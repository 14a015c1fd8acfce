//! Structured-scraping collaborator implementations.

#[cfg(feature = "firecrawl")]
pub mod firecrawl;

#[cfg(feature = "firecrawl")]
pub use firecrawl::FirecrawlScraper;
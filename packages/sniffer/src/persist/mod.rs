//! Persistence layer: table provisioning and idempotent upserts.
//!
//! The storage primary key is always the literal `id` column; the
//! use case's semantic unique key only shapes the table (a `UNIQUE`
//! column). Records missing an `id` get a generated one before any
//! existence check. Store-level failures fold into `error`-status
//! outcomes; only table provisioning aborts the request.

use serde::{Deserialize, Serialize};
use serde_json::Value;
use tracing::{error, info};
use uuid::Uuid;

use crate::error::{Result, SnifferError};
use crate::traits::RecordStore;
use crate::types::Record;

/// Column names the create-table statement always provides itself.
const RESERVED_COLUMNS: [&str; 3] = ["id", "created_at", "updated_at"];

/// Outcome status of a single upsert.
#[derive(Debug, Clone, Copy, PartialEq, Eq, Serialize, Deserialize)]
#[serde(rename_all = "lowercase")]
pub enum UpsertStatus {
    Inserted,
    Updated,
    Skipped,
    Error,
}

/// Outcome of one upsert: a status tag plus enough context for the
/// caller to log or react.
#[derive(Debug, Clone, Serialize)]
pub struct UpsertOutcome {
    pub status: UpsertStatus,
    pub message: String,
    /// The storage key column, always `id`.
    pub key: &'static str,
    /// The key value the existence check ran against.
    pub value: String,
    /// The inserted or updated row.
    pub row: Option<Record>,
    /// The pre-existing row, when the write was skipped.
    pub existing: Option<Record>,
}

impl UpsertOutcome {
    fn new(status: UpsertStatus, message: impl Into<String>, value: impl Into<String>) -> Self {
        Self {
            status,
            message: message.into(),
            key: "id",
            value: value.into(),
            row: None,
            existing: None,
        }
    }

    fn with_row(mut self, row: Record) -> Self {
        self.row = Some(row);
        self
    }

    fn with_existing(mut self, existing: Record) -> Self {
        self.existing = Some(existing);
        self
    }
}

/// Per-record entry in a batch summary.
#[derive(Debug, Clone, Serialize)]
pub struct UpsertDetail {
    pub index: usize,
    pub status: UpsertStatus,
    pub message: String,
}

/// Accumulated result of a batch upsert. The batch is the only unit
/// of atomicity: one record's failure never aborts the rest.
#[derive(Debug, Clone, Default, Serialize)]
pub struct BatchSummary {
    pub total_records: usize,
    pub inserted: usize,
    pub updated: usize,
    pub skipped: usize,
    pub errors: usize,
    pub details: Vec<UpsertDetail>,
}

/// Assign a generated `id` when the record lacks one (or carries a
/// null/empty one); returns the effective id.
pub fn assign_id(record: &mut Record) -> String {
    if let Some(id) = record.id() {
        return id.to_string();
    }
    let id = Uuid::new_v4().to_string();
    info!(id = %id, "generated id for record missing a storage key");
    record.insert("id", Value::String(id.clone()));
    id
}

fn is_valid_identifier(name: &str) -> bool {
    let mut chars = name.chars();
    match chars.next() {
        Some(c) if c.is_ascii_alphabetic() || c == '_' => {}
        _ => return false,
    }
    chars.all(|c| c.is_ascii_alphanumeric() || c == '_')
}

/// Generate the create-table statement for the observed columns.
///
/// Every observed column is unstructured text; `id` is the primary
/// key, the use case's unique-key column is `UNIQUE` when present and
/// distinct from `id`, and both timestamps default to now. This is
/// the generation phase of the two-phase creation: an invalid
/// identifier fails here, before anything executes.
pub fn build_create_table_sql(
    column_names: &[String],
    table_name: &str,
    unique_key: &str,
) -> Result<String> {
    if !is_valid_identifier(table_name) {
        return Err(SnifferError::Persistence(format!(
            "invalid table name: {table_name:?}"
        )));
    }

    let mut columns = vec!["id TEXT PRIMARY KEY".to_string()];
    for name in column_names {
        if RESERVED_COLUMNS.contains(&name.as_str()) {
            continue;
        }
        if !is_valid_identifier(name) {
            return Err(SnifferError::Persistence(format!(
                "invalid column name: {name:?}"
            )));
        }
        if name == unique_key {
            columns.push(format!("{name} TEXT UNIQUE"));
        } else {
            columns.push(format!("{name} TEXT"));
        }
    }
    columns.push("created_at TIMESTAMPTZ DEFAULT NOW()".to_string());
    columns.push("updated_at TIMESTAMPTZ DEFAULT NOW()".to_string());

    Ok(format!(
        "CREATE TABLE {} (\n    {}\n);",
        table_name,
        columns.join(",\n    ")
    ))
}

/// Ensure the destination table exists, creating it from the observed
/// columns when the zero-row probe finds nothing.
pub async fn ensure_table<D: RecordStore>(
    store: &D,
    column_names: &[String],
    table_name: &str,
    unique_key: &str,
) -> Result<()> {
    let exists = store
        .table_exists(table_name)
        .await
        .map_err(|e| SnifferError::Persistence(e.to_string()))?;
    if exists {
        info!(table = table_name, "table already exists");
        return Ok(());
    }

    // Two-phase: generation failures short-circuit before execution.
    let sql = build_create_table_sql(column_names, table_name, unique_key)?;
    store
        .execute_ddl(&sql)
        .await
        .map_err(|e| SnifferError::Persistence(e.to_string()))?;
    info!(table = table_name, "table created");
    Ok(())
}

/// Insert-or-update-or-skip one record, keyed on `id`.
pub async fn upsert_one<D: RecordStore>(
    store: &D,
    record: &Record,
    table_name: &str,
    update_if_exists: bool,
) -> UpsertOutcome {
    let mut record = record.clone();
    let id = assign_id(&mut record);

    let existing = match store.find_by_id(table_name, &id).await {
        Ok(existing) => existing,
        Err(e) => {
            error!(table = table_name, id = %id, "existence check failed: {e}");
            return UpsertOutcome::new(UpsertStatus::Error, e.to_string(), id);
        }
    };

    match existing {
        Some(_) if update_if_exists => match store.update(table_name, &id, &record).await {
            Ok(row) => {
                info!(table = table_name, id = %id, "record updated");
                UpsertOutcome::new(UpsertStatus::Updated, "record updated successfully", id)
                    .with_row(row)
            }
            Err(e) => UpsertOutcome::new(UpsertStatus::Error, e.to_string(), id),
        },
        Some(existing_row) => {
            info!(table = table_name, id = %id, "duplicate record skipped");
            UpsertOutcome::new(UpsertStatus::Skipped, "record already exists", id)
                .with_existing(existing_row)
        }
        None => match store.insert(table_name, &record).await {
            Ok(row) => {
                info!(table = table_name, id = %id, "record inserted");
                UpsertOutcome::new(UpsertStatus::Inserted, "new record created successfully", id)
                    .with_row(row)
            }
            Err(e) => UpsertOutcome::new(UpsertStatus::Error, e.to_string(), id),
        },
    }
}

/// Apply [`upsert_one`] to each record independently, accumulating
/// counts and one detail entry per record in input order.
pub async fn upsert_batch<D: RecordStore>(
    store: &D,
    records: &[Record],
    table_name: &str,
    update_if_exists: bool,
) -> BatchSummary {
    let mut summary = BatchSummary {
        total_records: records.len(),
        ..Default::default()
    };

    for (index, record) in records.iter().enumerate() {
        let outcome = upsert_one(store, record, table_name, update_if_exists).await;
        match outcome.status {
            UpsertStatus::Inserted => summary.inserted += 1,
            UpsertStatus::Updated => summary.updated += 1,
            UpsertStatus::Skipped => summary.skipped += 1,
            UpsertStatus::Error => summary.errors += 1,
        }
        summary.details.push(UpsertDetail {
            index,
            status: outcome.status,
            message: outcome.message,
        });
    }

    info!(
        total = summary.total_records,
        inserted = summary.inserted,
        updated = summary.updated,
        skipped = summary.skipped,
        errors = summary.errors,
        "batch upsert completed"
    );
    summary
}

/// Upsert with a multi-field uniqueness check instead of `id`.
///
/// All unique fields must be present on the record; a missing field
/// is reported as an error outcome before any query runs.
pub async fn upsert_with_keys<D: RecordStore>(
    store: &D,
    record: &Record,
    table_name: &str,
    unique_fields: &[String],
    update_if_exists: bool,
) -> UpsertOutcome {
    let missing: Vec<&String> = unique_fields
        .iter()
        .filter(|field| !record.contains(field))
        .collect();
    if !missing.is_empty() {
        return UpsertOutcome::new(
            UpsertStatus::Error,
            format!("missing unique fields: {missing:?}"),
            String::new(),
        );
    }

    let filters: Vec<(String, Value)> = unique_fields
        .iter()
        .map(|field| {
            (
                field.clone(),
                record.get(field).cloned().unwrap_or(Value::Null),
            )
        })
        .collect();
    let key_display = unique_fields.join(",");

    let matches = match store.find_by_columns(table_name, &filters).await {
        Ok(matches) => matches,
        Err(e) => return UpsertOutcome::new(UpsertStatus::Error, e.to_string(), key_display),
    };

    if let Some(existing_row) = matches.into_iter().next() {
        if update_if_exists {
            match store.update_by_columns(table_name, &filters, record).await {
                Ok(rows) => {
                    let outcome = UpsertOutcome::new(
                        UpsertStatus::Updated,
                        "record updated successfully",
                        key_display,
                    );
                    match rows.into_iter().next() {
                        Some(row) => outcome.with_row(row),
                        None => outcome,
                    }
                }
                Err(e) => UpsertOutcome::new(UpsertStatus::Error, e.to_string(), key_display),
            }
        } else {
            UpsertOutcome::new(UpsertStatus::Skipped, "record already exists", key_display)
                .with_existing(existing_row)
        }
    } else {
        let mut record = record.clone();
        assign_id(&mut record);
        match store.insert(table_name, &record).await {
            Ok(row) => UpsertOutcome::new(
                UpsertStatus::Inserted,
                "new record created successfully",
                key_display,
            )
            .with_row(row),
            Err(e) => UpsertOutcome::new(UpsertStatus::Error, e.to_string(), key_display),
        }
    }
}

[DIRECTIONS FOR THIS TASK]
Look through the entries above for the word "phase". Say how many lines contain it, using only a number.

[ANSWER FOR THIS EXERCISE]
2